▸ **GOAL OF THE EXERCISE**: Among the entries below, how many lines include the string "rounded"? Answer with only the number.

▸ **MATERIAL FOR THIS EXERCISE**:
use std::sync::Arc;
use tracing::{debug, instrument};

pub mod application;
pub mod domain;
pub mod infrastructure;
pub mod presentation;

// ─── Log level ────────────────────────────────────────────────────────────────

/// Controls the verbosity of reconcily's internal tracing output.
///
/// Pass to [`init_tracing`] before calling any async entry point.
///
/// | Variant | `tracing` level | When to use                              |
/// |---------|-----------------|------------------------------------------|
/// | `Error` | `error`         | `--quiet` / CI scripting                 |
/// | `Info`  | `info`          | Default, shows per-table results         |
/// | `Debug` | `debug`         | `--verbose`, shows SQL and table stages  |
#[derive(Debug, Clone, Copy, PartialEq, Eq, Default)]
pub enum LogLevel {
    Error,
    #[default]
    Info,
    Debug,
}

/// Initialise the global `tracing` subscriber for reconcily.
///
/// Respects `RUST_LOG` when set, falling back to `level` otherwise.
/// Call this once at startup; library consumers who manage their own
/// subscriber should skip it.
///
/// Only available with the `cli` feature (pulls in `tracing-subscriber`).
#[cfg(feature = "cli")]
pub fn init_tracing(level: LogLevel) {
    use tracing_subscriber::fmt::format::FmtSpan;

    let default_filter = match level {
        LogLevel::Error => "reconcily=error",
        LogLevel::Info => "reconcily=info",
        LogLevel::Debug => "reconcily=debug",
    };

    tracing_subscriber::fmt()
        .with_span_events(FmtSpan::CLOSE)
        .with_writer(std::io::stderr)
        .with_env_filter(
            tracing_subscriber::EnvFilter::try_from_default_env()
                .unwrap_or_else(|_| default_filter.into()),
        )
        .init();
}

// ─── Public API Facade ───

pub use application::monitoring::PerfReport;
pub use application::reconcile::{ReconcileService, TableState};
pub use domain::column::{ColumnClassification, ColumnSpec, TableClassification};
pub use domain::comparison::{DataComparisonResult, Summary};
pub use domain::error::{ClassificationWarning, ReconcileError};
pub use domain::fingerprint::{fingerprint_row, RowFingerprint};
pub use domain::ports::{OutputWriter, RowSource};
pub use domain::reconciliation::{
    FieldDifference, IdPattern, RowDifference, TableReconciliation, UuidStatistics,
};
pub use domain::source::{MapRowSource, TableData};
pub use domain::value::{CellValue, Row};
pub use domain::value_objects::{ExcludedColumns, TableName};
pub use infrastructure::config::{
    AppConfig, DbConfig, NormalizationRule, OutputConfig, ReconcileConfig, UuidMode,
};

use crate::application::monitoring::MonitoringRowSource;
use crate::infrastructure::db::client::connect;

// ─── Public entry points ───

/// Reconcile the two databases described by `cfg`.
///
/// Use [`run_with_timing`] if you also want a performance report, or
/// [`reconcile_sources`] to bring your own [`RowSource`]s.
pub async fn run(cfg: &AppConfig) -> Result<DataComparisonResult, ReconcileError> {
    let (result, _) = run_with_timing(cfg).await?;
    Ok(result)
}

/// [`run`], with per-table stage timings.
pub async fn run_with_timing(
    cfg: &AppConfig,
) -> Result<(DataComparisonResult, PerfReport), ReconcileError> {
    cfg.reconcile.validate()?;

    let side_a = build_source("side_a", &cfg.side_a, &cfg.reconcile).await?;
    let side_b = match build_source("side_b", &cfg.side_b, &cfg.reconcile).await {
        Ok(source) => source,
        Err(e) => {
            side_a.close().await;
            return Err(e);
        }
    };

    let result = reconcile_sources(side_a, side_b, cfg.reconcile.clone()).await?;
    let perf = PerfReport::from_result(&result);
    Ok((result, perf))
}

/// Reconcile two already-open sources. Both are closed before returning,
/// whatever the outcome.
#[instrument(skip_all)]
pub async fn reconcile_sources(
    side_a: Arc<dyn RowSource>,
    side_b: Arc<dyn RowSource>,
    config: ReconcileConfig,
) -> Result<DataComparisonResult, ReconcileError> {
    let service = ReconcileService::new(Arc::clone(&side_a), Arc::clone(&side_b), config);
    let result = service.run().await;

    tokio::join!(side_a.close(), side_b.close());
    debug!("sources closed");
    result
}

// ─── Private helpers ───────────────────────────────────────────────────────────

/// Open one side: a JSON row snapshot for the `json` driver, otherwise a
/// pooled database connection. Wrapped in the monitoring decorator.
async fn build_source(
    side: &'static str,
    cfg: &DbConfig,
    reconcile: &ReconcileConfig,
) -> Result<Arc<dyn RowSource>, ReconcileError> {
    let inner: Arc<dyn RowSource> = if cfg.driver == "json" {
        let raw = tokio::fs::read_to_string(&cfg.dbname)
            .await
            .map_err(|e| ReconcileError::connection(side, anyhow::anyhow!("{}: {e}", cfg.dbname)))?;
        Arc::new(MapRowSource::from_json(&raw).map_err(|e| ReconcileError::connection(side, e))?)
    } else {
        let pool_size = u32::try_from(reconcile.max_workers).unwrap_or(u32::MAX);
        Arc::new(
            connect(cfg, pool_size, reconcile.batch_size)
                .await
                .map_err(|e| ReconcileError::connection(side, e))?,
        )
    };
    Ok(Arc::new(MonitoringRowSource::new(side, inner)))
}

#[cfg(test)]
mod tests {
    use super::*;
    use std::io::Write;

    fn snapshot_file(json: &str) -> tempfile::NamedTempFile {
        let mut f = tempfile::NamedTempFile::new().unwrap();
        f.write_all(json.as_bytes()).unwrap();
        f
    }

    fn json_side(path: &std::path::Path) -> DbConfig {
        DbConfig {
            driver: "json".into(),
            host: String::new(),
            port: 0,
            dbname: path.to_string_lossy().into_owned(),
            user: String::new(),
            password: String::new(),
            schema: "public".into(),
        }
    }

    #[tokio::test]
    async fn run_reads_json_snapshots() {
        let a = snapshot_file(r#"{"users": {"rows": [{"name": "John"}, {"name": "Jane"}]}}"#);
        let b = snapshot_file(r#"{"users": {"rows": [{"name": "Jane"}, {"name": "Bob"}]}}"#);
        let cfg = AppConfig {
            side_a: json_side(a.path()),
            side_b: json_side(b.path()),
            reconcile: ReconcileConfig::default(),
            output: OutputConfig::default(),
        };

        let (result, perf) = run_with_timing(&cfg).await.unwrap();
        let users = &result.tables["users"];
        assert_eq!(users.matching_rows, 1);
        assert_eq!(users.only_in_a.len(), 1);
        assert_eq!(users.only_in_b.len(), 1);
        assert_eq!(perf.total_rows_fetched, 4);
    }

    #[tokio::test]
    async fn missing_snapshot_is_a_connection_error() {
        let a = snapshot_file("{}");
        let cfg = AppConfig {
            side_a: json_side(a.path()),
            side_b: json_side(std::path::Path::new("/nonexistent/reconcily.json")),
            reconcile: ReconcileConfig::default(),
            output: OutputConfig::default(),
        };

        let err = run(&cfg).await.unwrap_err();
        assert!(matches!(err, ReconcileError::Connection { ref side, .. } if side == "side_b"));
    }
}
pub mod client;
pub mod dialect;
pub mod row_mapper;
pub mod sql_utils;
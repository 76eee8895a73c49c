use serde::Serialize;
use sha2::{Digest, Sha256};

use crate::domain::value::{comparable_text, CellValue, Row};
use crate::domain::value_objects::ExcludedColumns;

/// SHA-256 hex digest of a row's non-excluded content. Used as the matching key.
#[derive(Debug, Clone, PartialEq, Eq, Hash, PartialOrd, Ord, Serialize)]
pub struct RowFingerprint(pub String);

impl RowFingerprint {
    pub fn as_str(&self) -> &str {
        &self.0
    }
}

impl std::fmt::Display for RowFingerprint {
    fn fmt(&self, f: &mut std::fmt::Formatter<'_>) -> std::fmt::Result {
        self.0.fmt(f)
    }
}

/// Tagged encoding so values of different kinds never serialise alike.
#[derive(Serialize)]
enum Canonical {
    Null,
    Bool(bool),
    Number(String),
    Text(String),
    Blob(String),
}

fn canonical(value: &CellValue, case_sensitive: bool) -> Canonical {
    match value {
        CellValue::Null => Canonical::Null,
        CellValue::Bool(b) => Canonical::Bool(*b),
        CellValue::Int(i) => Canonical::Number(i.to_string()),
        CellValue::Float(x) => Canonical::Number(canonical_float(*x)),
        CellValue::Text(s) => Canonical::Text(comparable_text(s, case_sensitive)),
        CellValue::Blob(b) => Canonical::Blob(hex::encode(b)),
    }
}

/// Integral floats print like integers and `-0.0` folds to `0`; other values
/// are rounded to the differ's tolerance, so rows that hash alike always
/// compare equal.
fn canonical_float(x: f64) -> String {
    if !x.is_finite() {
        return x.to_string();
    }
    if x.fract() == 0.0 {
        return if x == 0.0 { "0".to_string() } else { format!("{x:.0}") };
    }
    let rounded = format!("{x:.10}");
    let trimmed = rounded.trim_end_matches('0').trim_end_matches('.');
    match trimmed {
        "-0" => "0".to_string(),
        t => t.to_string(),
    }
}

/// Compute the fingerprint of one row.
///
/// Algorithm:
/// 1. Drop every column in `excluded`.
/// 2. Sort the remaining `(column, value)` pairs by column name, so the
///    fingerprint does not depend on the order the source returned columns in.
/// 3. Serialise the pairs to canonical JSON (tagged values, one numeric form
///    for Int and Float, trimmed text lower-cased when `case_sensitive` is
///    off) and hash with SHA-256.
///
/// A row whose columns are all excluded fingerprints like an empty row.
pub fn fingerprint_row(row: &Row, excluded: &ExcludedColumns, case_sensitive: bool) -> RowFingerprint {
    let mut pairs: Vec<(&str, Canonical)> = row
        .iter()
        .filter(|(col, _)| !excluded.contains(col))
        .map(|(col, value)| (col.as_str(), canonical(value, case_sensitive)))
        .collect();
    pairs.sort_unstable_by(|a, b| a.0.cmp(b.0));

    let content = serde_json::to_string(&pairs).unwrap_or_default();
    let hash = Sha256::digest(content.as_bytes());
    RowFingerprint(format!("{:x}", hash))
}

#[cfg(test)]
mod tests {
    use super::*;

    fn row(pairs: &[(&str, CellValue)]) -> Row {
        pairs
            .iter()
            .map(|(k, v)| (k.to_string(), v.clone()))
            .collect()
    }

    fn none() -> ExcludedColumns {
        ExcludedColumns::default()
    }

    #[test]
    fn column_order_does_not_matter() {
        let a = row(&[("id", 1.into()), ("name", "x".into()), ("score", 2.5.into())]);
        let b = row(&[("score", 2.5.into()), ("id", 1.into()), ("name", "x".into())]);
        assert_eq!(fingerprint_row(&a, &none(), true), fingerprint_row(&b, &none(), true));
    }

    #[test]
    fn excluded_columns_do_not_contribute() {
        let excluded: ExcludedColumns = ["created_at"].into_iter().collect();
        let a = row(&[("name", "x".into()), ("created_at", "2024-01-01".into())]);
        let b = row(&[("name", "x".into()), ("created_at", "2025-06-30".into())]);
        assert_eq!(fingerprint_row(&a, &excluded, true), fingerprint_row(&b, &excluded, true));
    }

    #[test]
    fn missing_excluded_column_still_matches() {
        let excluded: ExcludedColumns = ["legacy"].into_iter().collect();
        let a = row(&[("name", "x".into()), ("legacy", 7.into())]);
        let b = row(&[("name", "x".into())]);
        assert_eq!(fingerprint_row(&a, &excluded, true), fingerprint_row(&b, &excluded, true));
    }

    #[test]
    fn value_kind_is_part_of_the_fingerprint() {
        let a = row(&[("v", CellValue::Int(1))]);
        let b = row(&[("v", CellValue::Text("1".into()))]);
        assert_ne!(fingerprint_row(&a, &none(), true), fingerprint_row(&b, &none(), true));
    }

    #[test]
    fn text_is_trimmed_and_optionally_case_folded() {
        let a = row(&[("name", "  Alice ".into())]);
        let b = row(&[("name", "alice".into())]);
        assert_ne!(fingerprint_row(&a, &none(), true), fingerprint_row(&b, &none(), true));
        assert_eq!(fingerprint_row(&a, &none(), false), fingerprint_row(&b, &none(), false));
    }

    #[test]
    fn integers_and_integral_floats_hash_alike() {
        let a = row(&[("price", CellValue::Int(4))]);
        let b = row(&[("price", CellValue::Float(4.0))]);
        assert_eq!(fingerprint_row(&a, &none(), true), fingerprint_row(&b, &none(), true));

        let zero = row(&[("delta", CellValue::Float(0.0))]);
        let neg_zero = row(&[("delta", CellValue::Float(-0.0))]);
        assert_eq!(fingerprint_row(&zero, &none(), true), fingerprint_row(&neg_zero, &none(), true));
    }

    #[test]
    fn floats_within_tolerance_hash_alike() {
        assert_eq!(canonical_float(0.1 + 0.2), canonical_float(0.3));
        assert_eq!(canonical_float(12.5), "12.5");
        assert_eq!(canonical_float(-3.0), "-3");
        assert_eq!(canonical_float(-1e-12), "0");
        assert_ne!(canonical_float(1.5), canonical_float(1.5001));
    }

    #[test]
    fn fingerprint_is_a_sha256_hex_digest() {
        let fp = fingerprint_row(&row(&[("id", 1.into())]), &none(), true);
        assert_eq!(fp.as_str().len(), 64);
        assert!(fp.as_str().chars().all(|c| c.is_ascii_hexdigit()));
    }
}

▸ **WRITTEN RESPONSE**: 3